STUDY MATERIAL:
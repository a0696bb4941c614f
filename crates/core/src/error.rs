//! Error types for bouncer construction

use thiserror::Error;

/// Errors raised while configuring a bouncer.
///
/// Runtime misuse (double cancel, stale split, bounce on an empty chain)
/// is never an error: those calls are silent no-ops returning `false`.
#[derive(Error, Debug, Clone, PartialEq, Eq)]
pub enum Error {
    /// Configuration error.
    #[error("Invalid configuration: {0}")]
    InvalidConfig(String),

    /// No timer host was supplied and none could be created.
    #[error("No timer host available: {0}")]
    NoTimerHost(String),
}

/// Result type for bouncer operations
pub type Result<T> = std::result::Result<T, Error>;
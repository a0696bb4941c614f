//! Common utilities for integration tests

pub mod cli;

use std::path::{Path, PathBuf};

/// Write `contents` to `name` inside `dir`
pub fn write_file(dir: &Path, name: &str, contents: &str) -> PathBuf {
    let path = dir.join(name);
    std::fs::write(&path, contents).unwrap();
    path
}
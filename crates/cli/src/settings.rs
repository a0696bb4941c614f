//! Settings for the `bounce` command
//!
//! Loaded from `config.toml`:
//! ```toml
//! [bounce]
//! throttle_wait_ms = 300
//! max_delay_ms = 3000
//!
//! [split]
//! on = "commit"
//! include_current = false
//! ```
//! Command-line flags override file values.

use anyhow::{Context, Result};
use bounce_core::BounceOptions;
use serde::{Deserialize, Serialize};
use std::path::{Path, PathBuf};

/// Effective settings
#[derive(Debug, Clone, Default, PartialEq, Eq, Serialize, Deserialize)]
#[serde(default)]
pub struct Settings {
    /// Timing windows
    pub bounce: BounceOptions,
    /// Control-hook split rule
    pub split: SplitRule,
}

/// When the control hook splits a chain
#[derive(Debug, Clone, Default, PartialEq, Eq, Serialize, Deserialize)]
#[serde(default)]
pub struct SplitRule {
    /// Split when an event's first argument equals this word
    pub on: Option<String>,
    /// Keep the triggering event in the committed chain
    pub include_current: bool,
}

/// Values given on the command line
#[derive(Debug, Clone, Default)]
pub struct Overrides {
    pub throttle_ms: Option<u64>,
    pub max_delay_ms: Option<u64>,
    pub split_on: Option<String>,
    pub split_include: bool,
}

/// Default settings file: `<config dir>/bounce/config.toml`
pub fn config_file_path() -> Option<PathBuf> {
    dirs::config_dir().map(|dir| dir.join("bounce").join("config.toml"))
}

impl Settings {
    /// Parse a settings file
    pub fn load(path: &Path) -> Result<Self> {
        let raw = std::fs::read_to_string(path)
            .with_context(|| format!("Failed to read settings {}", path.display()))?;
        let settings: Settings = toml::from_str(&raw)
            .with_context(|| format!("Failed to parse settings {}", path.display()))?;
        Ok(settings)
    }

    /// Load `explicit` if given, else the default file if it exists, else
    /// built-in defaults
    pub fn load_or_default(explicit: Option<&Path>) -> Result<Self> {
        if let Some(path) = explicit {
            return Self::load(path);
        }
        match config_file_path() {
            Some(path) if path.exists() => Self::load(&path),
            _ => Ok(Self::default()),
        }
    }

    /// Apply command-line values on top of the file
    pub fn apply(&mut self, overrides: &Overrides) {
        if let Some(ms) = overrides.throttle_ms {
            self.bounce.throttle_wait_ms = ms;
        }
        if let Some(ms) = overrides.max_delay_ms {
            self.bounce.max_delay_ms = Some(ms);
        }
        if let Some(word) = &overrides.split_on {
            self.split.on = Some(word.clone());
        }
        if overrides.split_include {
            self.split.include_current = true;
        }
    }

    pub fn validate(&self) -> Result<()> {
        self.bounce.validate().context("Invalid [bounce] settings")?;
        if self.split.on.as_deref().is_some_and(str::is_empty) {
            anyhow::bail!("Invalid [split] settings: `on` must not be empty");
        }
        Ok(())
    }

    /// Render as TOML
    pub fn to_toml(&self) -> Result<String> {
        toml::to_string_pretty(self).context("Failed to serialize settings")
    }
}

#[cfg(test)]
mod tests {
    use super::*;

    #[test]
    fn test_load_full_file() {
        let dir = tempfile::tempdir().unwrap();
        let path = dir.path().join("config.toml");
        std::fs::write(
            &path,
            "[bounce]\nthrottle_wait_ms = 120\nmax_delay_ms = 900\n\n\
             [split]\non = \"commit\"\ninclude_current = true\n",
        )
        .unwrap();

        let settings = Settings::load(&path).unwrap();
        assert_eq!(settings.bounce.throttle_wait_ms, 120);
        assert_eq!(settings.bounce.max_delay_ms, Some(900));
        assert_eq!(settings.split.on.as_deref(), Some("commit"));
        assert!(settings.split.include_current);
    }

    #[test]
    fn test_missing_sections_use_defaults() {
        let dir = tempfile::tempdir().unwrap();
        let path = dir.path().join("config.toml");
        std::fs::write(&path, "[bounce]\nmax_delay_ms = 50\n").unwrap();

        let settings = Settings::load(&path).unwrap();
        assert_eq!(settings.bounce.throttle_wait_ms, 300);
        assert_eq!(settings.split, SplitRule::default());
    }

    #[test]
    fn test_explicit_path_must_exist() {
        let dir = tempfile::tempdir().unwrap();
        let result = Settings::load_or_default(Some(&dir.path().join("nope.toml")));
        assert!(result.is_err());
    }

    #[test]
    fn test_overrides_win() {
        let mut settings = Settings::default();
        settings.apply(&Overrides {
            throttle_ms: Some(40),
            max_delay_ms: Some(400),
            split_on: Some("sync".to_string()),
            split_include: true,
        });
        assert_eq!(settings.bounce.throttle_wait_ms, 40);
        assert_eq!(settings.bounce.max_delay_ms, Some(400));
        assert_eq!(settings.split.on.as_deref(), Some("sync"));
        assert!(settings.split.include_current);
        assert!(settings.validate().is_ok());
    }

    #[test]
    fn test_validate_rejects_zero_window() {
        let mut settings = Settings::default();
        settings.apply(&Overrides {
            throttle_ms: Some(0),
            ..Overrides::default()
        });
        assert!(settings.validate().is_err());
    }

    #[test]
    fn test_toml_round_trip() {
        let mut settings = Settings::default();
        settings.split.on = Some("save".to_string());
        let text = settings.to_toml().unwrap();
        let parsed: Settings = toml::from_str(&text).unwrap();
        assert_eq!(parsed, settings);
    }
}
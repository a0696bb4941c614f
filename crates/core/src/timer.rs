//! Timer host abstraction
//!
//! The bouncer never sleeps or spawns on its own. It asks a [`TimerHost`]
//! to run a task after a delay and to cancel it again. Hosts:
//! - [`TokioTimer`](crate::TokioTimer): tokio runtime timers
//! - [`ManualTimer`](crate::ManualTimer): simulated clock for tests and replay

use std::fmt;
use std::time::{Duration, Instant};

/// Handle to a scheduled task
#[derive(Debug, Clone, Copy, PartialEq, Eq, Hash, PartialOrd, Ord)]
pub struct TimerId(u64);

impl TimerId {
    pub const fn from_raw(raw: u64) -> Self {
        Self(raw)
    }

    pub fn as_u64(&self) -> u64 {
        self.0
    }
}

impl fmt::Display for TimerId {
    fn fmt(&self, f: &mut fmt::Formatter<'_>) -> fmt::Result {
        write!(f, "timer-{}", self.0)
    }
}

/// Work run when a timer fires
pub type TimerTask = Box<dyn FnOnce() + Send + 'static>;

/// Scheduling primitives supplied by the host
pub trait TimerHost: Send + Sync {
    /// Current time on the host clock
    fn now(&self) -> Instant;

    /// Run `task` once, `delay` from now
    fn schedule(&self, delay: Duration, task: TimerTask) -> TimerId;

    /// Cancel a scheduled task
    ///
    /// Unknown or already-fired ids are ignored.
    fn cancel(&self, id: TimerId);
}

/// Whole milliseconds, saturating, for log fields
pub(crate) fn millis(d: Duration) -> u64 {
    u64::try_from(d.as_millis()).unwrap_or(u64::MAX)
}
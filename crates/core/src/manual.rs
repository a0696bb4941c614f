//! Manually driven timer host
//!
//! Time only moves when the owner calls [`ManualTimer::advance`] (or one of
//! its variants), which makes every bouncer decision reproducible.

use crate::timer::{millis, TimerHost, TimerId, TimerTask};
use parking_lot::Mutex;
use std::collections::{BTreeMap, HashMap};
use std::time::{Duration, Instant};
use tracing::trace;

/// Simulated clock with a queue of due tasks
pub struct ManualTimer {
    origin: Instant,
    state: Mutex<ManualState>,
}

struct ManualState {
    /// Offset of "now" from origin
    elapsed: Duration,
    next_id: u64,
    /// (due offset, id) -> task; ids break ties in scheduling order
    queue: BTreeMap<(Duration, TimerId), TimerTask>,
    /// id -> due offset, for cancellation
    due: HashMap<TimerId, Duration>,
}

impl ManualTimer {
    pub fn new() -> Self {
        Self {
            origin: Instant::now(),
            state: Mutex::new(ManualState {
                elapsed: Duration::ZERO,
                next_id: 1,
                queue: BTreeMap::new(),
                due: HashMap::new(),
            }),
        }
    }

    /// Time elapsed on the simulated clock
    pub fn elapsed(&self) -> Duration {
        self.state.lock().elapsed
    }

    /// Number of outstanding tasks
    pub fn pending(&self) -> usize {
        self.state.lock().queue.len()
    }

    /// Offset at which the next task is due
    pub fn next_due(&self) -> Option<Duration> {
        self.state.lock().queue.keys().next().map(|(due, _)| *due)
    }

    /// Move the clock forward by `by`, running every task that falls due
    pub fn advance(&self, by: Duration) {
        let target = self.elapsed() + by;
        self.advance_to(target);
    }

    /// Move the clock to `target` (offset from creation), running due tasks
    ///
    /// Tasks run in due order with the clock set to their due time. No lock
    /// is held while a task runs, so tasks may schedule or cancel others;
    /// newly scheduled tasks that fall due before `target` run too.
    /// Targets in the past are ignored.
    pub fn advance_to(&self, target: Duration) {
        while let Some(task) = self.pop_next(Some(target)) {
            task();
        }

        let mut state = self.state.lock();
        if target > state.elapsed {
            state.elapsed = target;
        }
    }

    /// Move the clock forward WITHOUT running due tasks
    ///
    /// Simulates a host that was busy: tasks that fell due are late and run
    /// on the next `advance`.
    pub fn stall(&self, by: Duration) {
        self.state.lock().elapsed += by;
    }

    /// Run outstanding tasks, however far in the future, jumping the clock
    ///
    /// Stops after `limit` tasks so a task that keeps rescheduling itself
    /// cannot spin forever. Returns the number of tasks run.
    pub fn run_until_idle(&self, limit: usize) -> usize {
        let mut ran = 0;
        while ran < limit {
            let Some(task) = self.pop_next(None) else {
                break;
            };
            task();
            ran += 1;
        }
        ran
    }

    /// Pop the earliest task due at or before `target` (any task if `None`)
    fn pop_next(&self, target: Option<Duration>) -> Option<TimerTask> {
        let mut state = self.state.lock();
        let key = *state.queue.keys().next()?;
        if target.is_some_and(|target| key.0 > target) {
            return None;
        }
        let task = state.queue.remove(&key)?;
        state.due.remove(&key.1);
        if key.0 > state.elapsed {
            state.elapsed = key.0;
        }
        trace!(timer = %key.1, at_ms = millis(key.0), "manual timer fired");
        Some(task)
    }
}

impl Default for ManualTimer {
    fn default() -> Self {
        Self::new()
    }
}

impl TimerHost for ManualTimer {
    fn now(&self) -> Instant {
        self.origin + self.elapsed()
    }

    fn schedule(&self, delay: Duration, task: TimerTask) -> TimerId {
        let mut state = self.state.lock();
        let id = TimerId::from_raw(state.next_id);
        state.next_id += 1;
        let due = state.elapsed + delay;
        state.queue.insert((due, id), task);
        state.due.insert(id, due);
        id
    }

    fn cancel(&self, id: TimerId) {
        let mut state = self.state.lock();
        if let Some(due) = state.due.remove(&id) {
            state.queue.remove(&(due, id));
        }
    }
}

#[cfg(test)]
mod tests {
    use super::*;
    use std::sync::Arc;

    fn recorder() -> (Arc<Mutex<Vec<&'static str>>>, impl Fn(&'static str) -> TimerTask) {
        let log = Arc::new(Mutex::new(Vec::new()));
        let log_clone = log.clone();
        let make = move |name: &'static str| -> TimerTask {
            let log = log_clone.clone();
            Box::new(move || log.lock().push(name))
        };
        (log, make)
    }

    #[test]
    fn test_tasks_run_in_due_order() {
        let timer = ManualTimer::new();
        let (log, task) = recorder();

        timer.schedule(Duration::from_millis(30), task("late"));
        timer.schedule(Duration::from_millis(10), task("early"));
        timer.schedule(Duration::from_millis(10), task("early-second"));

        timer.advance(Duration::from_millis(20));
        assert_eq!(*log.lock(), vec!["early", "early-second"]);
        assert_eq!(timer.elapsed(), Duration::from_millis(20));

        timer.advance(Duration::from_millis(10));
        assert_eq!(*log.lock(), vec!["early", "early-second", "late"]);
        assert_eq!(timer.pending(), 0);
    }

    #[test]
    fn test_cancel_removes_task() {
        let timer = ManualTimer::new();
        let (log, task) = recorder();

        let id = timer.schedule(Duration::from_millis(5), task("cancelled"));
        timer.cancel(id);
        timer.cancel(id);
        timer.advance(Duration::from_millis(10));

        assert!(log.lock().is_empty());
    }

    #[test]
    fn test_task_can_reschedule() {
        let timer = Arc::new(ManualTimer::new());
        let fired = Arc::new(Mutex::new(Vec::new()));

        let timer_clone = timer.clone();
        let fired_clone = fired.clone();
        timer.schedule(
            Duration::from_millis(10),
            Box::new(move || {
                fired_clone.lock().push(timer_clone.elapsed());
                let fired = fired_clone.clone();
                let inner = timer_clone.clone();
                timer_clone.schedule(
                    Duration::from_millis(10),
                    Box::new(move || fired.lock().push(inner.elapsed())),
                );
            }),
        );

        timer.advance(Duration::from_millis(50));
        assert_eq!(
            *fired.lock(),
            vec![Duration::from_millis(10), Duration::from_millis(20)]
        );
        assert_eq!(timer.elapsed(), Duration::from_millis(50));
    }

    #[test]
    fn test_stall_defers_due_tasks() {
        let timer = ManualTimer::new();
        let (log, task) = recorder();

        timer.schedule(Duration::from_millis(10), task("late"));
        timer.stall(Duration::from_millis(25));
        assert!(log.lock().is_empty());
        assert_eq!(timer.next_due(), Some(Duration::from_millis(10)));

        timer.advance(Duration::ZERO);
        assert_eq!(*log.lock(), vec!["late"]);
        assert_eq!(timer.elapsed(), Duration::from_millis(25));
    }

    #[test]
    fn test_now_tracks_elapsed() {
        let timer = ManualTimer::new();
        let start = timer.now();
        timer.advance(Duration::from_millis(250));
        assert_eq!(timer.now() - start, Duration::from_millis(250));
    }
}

BRIEF: Reproduce every line of the listing above in which the string "trace" appears.

OUTPUT OF THE EXERCISE:
use tracing::trace;
        trace!(timer = %key.1, at_ms = millis(key.0), "manual timer fired");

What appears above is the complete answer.